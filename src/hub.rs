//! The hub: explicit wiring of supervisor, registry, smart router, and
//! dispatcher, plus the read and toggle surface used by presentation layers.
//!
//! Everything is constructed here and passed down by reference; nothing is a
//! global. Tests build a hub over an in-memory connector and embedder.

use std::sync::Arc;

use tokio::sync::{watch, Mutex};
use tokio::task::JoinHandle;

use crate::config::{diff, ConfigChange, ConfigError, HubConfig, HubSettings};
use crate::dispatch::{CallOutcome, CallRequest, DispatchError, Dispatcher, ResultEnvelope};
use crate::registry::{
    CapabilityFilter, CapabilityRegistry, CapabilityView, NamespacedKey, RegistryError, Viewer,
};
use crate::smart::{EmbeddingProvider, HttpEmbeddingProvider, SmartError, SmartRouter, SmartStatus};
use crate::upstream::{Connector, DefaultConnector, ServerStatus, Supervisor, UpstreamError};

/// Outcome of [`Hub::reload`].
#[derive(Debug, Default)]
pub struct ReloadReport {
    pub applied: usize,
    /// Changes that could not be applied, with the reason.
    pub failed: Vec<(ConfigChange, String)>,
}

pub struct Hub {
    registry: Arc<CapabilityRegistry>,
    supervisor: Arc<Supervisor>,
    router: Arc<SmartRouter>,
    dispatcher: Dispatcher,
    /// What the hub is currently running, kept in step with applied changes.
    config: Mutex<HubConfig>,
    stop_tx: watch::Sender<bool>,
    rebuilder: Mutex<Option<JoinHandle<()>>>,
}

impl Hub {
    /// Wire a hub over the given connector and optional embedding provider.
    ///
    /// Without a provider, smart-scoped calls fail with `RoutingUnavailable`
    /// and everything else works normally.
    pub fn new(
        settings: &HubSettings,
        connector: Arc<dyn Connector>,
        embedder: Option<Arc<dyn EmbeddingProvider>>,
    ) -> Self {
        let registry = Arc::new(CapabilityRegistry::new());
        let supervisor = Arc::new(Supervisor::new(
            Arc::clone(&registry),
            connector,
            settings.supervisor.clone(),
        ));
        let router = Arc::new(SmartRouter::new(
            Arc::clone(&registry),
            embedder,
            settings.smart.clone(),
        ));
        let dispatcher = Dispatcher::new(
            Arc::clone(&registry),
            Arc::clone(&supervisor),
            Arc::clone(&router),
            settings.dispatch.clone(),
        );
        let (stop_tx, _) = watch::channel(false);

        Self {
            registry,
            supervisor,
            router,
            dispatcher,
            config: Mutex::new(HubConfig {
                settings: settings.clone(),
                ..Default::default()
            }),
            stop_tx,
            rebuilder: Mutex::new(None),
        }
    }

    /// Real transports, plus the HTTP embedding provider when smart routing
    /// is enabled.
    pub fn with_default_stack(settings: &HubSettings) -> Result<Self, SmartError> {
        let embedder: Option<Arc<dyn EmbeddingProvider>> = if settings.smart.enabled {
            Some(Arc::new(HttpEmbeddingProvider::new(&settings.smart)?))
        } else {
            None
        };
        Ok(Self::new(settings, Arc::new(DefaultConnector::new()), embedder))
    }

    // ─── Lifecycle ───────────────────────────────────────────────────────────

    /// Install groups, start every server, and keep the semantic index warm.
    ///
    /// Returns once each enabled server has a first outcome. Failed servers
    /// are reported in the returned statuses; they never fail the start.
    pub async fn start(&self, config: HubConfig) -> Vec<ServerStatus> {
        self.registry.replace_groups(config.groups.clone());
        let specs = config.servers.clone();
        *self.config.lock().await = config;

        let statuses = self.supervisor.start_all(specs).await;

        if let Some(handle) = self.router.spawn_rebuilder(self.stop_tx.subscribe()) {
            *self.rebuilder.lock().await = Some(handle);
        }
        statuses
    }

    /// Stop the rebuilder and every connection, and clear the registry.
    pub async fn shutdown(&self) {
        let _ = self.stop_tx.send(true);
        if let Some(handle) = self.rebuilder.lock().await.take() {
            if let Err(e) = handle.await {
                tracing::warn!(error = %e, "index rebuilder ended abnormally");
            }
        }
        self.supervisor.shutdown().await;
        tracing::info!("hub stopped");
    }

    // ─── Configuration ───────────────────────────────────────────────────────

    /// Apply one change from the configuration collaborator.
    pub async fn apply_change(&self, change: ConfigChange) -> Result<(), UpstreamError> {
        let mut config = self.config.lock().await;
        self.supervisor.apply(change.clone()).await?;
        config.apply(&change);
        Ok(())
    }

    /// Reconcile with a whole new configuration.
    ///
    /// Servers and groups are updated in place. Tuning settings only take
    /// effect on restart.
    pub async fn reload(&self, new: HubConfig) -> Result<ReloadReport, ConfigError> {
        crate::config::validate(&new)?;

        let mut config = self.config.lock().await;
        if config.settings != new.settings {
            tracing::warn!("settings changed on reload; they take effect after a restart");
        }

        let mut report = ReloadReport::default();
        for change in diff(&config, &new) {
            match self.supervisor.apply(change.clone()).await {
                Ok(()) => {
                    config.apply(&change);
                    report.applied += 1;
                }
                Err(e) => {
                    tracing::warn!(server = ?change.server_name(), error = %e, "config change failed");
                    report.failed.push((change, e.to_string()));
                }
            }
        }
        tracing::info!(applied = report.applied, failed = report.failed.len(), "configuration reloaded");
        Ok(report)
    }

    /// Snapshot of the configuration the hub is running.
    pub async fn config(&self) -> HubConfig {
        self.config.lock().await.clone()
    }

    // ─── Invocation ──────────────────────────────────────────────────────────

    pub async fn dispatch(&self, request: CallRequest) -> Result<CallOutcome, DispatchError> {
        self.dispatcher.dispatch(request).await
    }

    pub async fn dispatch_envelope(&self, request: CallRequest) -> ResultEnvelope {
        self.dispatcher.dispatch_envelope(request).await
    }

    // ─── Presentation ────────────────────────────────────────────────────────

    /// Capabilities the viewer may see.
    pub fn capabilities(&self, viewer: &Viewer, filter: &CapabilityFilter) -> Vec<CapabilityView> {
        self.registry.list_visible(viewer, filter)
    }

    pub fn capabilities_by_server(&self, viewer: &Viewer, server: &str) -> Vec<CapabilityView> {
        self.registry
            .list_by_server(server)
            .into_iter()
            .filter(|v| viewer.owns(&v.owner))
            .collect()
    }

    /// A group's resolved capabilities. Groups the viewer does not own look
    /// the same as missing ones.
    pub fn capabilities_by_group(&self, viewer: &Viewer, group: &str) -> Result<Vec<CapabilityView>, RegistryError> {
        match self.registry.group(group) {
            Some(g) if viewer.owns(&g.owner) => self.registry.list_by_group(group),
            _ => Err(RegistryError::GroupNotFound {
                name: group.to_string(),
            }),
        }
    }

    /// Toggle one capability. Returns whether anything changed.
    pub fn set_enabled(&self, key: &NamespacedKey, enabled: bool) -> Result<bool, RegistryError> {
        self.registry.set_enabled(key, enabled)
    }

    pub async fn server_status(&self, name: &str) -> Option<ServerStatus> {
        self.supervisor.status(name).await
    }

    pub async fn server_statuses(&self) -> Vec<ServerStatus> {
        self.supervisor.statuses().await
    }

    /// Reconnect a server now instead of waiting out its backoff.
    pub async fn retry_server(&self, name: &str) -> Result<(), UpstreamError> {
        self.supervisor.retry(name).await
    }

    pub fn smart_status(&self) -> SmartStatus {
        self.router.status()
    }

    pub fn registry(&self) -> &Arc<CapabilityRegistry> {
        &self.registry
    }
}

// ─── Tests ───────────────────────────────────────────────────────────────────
---
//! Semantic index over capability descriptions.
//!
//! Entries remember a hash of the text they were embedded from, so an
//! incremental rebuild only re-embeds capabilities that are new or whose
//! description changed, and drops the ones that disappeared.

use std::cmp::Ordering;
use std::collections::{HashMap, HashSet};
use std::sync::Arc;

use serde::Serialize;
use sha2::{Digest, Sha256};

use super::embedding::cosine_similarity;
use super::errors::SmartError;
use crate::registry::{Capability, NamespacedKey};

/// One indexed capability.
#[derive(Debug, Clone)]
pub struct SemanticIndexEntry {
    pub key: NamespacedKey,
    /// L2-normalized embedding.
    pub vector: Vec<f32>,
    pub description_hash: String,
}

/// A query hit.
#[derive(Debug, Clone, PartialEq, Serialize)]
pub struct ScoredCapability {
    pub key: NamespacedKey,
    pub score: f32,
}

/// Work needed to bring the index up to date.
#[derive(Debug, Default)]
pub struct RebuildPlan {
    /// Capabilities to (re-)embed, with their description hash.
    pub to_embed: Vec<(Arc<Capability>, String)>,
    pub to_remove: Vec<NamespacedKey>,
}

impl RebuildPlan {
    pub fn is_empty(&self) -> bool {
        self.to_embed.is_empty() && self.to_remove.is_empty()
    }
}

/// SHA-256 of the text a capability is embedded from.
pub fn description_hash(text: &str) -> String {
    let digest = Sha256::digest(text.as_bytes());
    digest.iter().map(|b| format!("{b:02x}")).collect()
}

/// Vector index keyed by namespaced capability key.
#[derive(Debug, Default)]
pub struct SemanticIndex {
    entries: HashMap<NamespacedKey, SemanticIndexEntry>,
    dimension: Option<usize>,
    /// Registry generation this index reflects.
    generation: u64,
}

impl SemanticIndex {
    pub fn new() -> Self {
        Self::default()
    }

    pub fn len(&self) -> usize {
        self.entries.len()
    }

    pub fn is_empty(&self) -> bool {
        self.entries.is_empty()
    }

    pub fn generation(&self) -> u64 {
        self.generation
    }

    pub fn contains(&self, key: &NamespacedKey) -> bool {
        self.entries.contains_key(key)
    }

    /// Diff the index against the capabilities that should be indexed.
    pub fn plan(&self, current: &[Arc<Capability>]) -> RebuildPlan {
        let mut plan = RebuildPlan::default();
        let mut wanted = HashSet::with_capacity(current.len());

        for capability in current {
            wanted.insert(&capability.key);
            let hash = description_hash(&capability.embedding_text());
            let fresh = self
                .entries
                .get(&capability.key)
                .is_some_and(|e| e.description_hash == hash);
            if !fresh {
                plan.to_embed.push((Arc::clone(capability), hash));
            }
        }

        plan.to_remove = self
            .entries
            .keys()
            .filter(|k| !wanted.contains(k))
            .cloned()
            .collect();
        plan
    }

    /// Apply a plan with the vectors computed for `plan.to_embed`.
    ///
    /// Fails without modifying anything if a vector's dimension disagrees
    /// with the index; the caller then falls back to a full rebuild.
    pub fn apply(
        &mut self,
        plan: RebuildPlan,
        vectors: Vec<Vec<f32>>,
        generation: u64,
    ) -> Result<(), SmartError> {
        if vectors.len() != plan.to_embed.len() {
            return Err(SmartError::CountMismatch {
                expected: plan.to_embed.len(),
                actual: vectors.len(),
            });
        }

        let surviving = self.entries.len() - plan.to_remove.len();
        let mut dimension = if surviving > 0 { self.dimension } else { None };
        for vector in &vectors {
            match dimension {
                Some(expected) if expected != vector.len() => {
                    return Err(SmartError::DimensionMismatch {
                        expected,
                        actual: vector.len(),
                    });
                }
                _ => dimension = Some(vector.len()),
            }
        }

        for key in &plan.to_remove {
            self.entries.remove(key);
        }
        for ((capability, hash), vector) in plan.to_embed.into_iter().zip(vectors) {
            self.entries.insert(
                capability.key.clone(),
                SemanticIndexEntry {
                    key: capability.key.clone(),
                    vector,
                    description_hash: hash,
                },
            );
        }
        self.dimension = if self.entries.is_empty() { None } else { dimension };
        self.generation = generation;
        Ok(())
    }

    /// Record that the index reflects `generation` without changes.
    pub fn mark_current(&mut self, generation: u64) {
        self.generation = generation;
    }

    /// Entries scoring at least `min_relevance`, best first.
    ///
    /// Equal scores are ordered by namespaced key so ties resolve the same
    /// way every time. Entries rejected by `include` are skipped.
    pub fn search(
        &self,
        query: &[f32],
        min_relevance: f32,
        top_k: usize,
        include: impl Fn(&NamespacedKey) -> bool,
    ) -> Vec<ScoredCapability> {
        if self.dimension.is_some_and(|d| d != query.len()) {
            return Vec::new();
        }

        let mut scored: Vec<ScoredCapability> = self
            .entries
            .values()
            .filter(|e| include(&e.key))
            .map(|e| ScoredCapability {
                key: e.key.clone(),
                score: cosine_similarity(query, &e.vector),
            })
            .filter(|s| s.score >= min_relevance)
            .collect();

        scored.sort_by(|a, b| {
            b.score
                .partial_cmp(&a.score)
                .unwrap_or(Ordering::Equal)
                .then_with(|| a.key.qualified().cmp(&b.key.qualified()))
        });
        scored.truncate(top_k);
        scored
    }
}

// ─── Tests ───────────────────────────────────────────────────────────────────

* EXERCISE
Could you transcribe the entries above word for word, from the line with "filename src/hub.rs" down to the line with "use tokio::task::JoinHandle;", keeping both?

* ANSWER TO THIS PROBLEM
filename src/hub.rs
//! The hub: explicit wiring of supervisor, registry, smart router, and
//! dispatcher, plus the read and toggle surface used by presentation layers.
//!
//! Everything is constructed here and passed down by reference; nothing is a
//! global. Tests build a hub over an in-memory connector and embedder.

use std::sync::Arc;

use tokio::sync::{watch, Mutex};
use tokio::task::JoinHandle;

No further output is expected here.